You know this woman as Sonic Gal. You know her as The Brain. But as those of you who've gone rooting around with your decoder rings have undoubtedly put together, she is also Supportive Girlfriend and she has a two year old son who moonlights here at
Writing About Writing as The Contrarian. She is also the family member of whom I spoke in past entries when I mentioned that health problems meant that I might have to blog a little less and take care of my family a little more.
On Friday, we found out what was causing the strange constellation of symptoms that we've been dealing with lately. The shortness of breath, the chest pains, the fatigue. The anemia that blood transfusions didn't seem to help.
On a follow up to a routine exam a week ago today, the raised bump caused alarm. She has been in the hospital ever since undergoing one test after another.
Lymphoma. Stage 2. (I won't bore you with the exact sub type.)
In the cancer world, it's not the
best news you can get (I sure would have preferred prostate, stage one–plus think of all the awesome jokes I could have made!), but it's far far far from the worst. Lymphoma responds well to chemotherapy. Surgery and radiation usually aren't even needed. And it's miles from her pancreas. Still, I'm trying really hard not to translate that 70% prognosis into a memory of every time I needed to roll a 15 or better to hit an orc in Dungeons and Dragons and ended collecting type B treasure within minutes.
So that's what's going on. That's why there haven't been any posts this week–not even some self flagellating article about how hard it is to write write when life hits but you have to keep doing it anyway.
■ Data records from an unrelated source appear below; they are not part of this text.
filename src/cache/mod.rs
//! Cache transfer engine
//!
//! Moves the contents of BuildKit cache mounts to and from plain host
//! directories by running throwaway builds that copy between the mount and a
//! staging location.
//!
//! # Job lifecycle
//!
//! | State | Entered after |
//! |-------|---------------|
//! | Init | job allocated |
//! | ScratchPrepared | scratch directory recreated |
//! | DefinitionReady | build definition rendered |
//! | BuildExecuted | builder exited 0 |
//! | Relocated | data moved into place |
//! | CleanedUp | scratch, image and container removed |
//! | Failed | any step returned an error |

pub mod coordinator;
pub mod definition;
pub mod job;
pub mod mount;
pub mod relocate;
pub mod transfer;

#[cfg(test)]
pub(crate) mod testing;

pub use coordinator::Coordinator;
pub use job::{job_id, Direction, Job, JobState};
pub use mount::{CacheMount, MountMode, Ownership, Sharing};
pub use relocate::DestinationRemover;
pub use transfer::TransferContext;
That's why you might have heard a scream from the relative direction of Oakland that sounded a bit like "Fuck cancer!" That's why the weeks of chemo might have to continue our current tradition of a high ratio of jazz hands. That's why a lot of the personal updates for the next few weeks might involve a lot of shitty stories about emotional inventories and cope tanks or some crap like that.
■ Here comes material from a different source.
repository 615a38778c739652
//! Command-line interface

pub mod args;
pub mod commands;

pub use args::{Cli, Commands};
And most of all that's why I'm going to keep telling you motherfuckers not to waste a damned day waiting for your lives to be perfect enough to go write. Or horseback ride. Or sculpt wavy kelp kartoshes. Or design rainbow Chia pet menageries. Or follow your damned bliss however it calls to you.
If it
is writing, get out there today, find a second hand card table, set it up in the laundry room next to the nasty ass cat box, wake up 30 minutes early every morning when no creature of sound mind stirs, sit down with your pencil and paper because you aren't going to wait for when you can afford to buy a computer, and and fucking
write. Because you might be a thirty-four year old mother of a two year old when life decides to give you it's biggest lesson yet on how the universe and existence are many, many things (some of which are even sublime and breathtaking), but
fair is not on the list. And that moment where it is all going to go pear shaped is coming faster than you think.
But let's not quite end this post
RIGHT there.

I didn't pick superheroes as my running metaphor for the people closest to me because they're lazy and have crippling ennui. There's a softball sized clump of cells pressing up against her heart and lungs that is about have its free ride rudely interrupted by being treated like the villain in a Marvel movie by of one fucking
hell of a fighter. (Believe me; I fight with her regularly.)
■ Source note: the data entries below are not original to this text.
//! Configuration schema for cache-dance
//!
//! Configuration is stored at `~/.config/cache-dance/config.toml`

use serde::{Deserialize, Serialize};
use std::collections::BTreeMap;
use std::path::PathBuf;

/// Root configuration structure
#[derive(Debug, Clone, Default, Serialize, Deserialize)]
#[serde(default)]
pub struct Config {
    /// General settings
    pub general: GeneralConfig,

    /// Which cache mounts to transfer
    pub cache: CacheConfig,

    /// How the builder is invoked
    pub builder: BuilderConfig,

    /// Transfer behaviour
    pub transfer: TransferConfig,
}

/// General application settings
#[derive(Debug, Clone, Serialize, Deserialize)]
#[serde(default)]
pub struct GeneralConfig {
    /// Enable verbose logging
    pub verbose: bool,

    /// Log format: "text" or "json"
    pub log_format: String,
}

impl Default for GeneralConfig {
    fn default() -> Self {
        Self {
            verbose: false,
            log_format: "text".to_string(),
        }
    }
}

/// Options for one cache mount, keyed by its source directory in the map
///
/// Accepts either a bare target path or a table of mount options, matching
/// the JSON accepted by `--cache-map`.
#[derive(Debug, Clone, PartialEq, Eq, Serialize, Deserialize)]
#[serde(untagged)]
pub enum CacheOptions {
    /// Just the builder-visible target path
    Target(String),
    /// Full mount options
    Detailed(MountOptions),
}

/// Detailed cache mount options
#[derive(Debug, Clone, Default, PartialEq, Eq, Serialize, Deserialize)]
#[serde(deny_unknown_fields)]
pub struct MountOptions {
    /// Path of the cache mount inside the build
    pub target: String,

    /// BuildKit cache id (defaults to the target path)
    #[serde(default, skip_serializing_if = "Option::is_none")]
    pub id: Option<String>,

    /// Sharing mode: shared, private or locked
    #[serde(default, skip_serializing_if = "Option::is_none")]
    pub sharing: Option<String>,

    /// Mount the cache read-only
    #[serde(default, skip_serializing_if = "std::ops::Not::not")]
    pub readonly: bool,

    /// Owner restored on inject
    #[serde(default, skip_serializing_if = "Option::is_none")]
    pub uid: Option<String>,

    /// Group restored on inject
    #[serde(default, skip_serializing_if = "Option::is_none")]
    pub gid: Option<String>,
}

/// Cache map configuration
#[derive(Debug, Clone, Serialize, Deserialize)]
#[serde(default)]
pub struct CacheConfig {
    /// Source directory -> mount options
    pub map: BTreeMap<String, CacheOptions>,

    /// Single source directory used when `map` is empty
    pub source: String,

    /// Target path paired with `source`
    pub target: String,
}

impl Default for CacheConfig {
    fn default() -> Self {
        Self {
            map: BTreeMap::new(),
            source: "cache".to_string(),
            target: "/var/cache-target".to_string(),
        }
    }
}

/// How the build output is recovered
#[derive(Debug, Clone, Copy, Default, PartialEq, Eq, Serialize, Deserialize, clap::ValueEnum)]
#[serde(rename_all = "kebab-case")]
pub enum OutputStrategy {
    /// `--output type=local`, the builder writes the tree directly
    #[default]
    Local,
    /// Load an image, create a container and stream it out through tar
    Image,
}

/// How the build definition reaches the builder
#[derive(Debug, Clone, Copy, Default, PartialEq, Eq, Serialize, Deserialize, clap::ValueEnum)]
#[serde(rename_all = "kebab-case")]
pub enum DefinitionInput {
    /// Written into the job scratch directory and passed with `-f`
    #[default]
    File,
    /// Piped to the builder with `-f -`
    Stdin,
}

/// Builder invocation settings
#[derive(Debug, Clone, Serialize, Deserialize)]
#[serde(default)]
pub struct BuilderConfig {
    /// buildx builder name
    pub name: String,

    /// Utility image the copy steps run in
    pub image: String,

    /// Container CLI argv prefix (e.g. ["docker"] or ["sudo", "docker"])
    pub command: Vec<String>,

    /// Archive extraction argv prefix
    pub archive_command: Vec<String>,

    /// Output recovery strategy
    pub output: OutputStrategy,

    /// Build definition delivery
    pub definition_input: DefinitionInput,
}

impl Default for BuilderConfig {
    fn default() -> Self {
        Self {
            name: "default".to_string(),
            image: "ghcr.io/containerd/busybox:latest".to_string(),
            command: vec!["docker".to_string()],
            archive_command: vec!["tar".to_string()],
            output: OutputStrategy::Local,
            definition_input: DefinitionInput::File,
        }
    }
}

/// One job per mount, or a single job for all of them
#[derive(Debug, Clone, Copy, Default, PartialEq, Eq, Serialize, Deserialize, clap::ValueEnum)]
#[serde(rename_all = "kebab-case")]
pub enum JobModel {
    /// Independent concurrent jobs, one per cache mount
    #[default]
    PerMount,
    /// One builder invocation covering every mount
    Batch,
}

/// Transfer settings
#[derive(Debug, Clone, Serialize, Deserialize)]
#[serde(default)]
pub struct TransferConfig {
    /// Root for job scratch directories
    pub scratch_dir: PathBuf,

    /// Job model
    pub job_model: JobModel,

    /// Skip the extract step entirely
    pub skip_extraction: bool,

    /// Argv prefix for privileged removal; empty disables it
    pub privileged_command: Vec<String>,

    /// Deadline for a whole inject/extract run in seconds (0 = none)
    pub timeout_secs: u64,
}

impl Default for TransferConfig {
    fn default() -> Self {
        Self {
            scratch_dir: PathBuf::from("scratch"),
            job_model: JobModel::PerMount,
            skip_extraction: false,
            privileged_command: vec!["sudo".to_string(), "-n".to_string()],
            timeout_secs: 0,
        }
    }
}

#[cfg(test)]
mod tests {
    use super::*;

    #[test]
    fn default_config_serializes() {
        let config = Config::default();
        let toml = toml::to_string_pretty(&config).unwrap();
        assert!(toml.contains("[general]"));
        assert!(toml.contains("[builder]"));
        assert!(toml.contains("[transfer]"));
    }

    #[test]
    fn config_deserializes_empty() {
        let config: Config = toml::from_str("").unwrap();
        assert_eq!(config.builder.name, "default");
        assert_eq!(config.cache.source, "cache");
        assert_eq!(config.transfer.job_model, JobModel::PerMount);
    }

    #[test]
    fn config_deserializes_partial() {
        let toml = r#"
            [builder]
            output = "image"

            [transfer]
            job_model = "batch"

            [cache.map]
            "/cache/npm" = "/root/.npm"
            "/cache/apt" = { target = "/var/cache/apt", sharing = "locked", uid = "0" }
        "#;
        let config: Config = toml::from_str(toml).unwrap();
        assert_eq!(config.builder.output, OutputStrategy::Image);
        assert_eq!(config.transfer.job_model, JobModel::Batch);
        assert_eq!(config.builder.image, "ghcr.io/containerd/busybox:latest");
        assert_eq!(
            config.cache.map["/cache/npm"],
            CacheOptions::Target("/root/.npm".to_string())
        );
        match &config.cache.map["/cache/apt"] {
            CacheOptions::Detailed(opts) => {
                assert_eq!(opts.sharing.as_deref(), Some("locked"));
                assert_eq!(opts.uid.as_deref(), Some("0"));
                assert!(!opts.readonly);
            }
            other => panic!("expected detailed options, got {:?}", other),
        }
    }

    #[test]
    fn cache_options_from_json() {
        let json = r#"{"a": "/x", "b": {"target": "/y", "id": "y", "readonly": true}}"#;
        let map: BTreeMap<String, CacheOptions> = serde_json::from_str(json).unwrap();
        assert_eq!(map["a"], CacheOptions::Target("/x".to_string()));
        assert_eq!(
            map["b"],
            CacheOptions::Detailed(MountOptions {
                target: "/y".to_string(),
                id: Some("y".to_string()),
                readonly: true,
                ..MountOptions::default()
            })
        );
    }

    #[test]
    fn unknown_mount_option_rejected() {
        let json = r#"{"a": {"target": "/y", "colour": "blue"}}"#;
        assert!(serde_json::from_str::<BTreeMap<String, CacheOptions>>(json).is_err());
    }
}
Today they put a hole in her (called a port) so that she could pour toxic chemicals straight into her body that will murder the part of her that is holding her back.
And if that's not badass superhero shit, I don't know what is.
Wish us luck. We didn't plan to shift the focus to how to write while being a support to a loved one, but it seems the universe has other plans, and the next chapter of
Writing About Writing has already begun.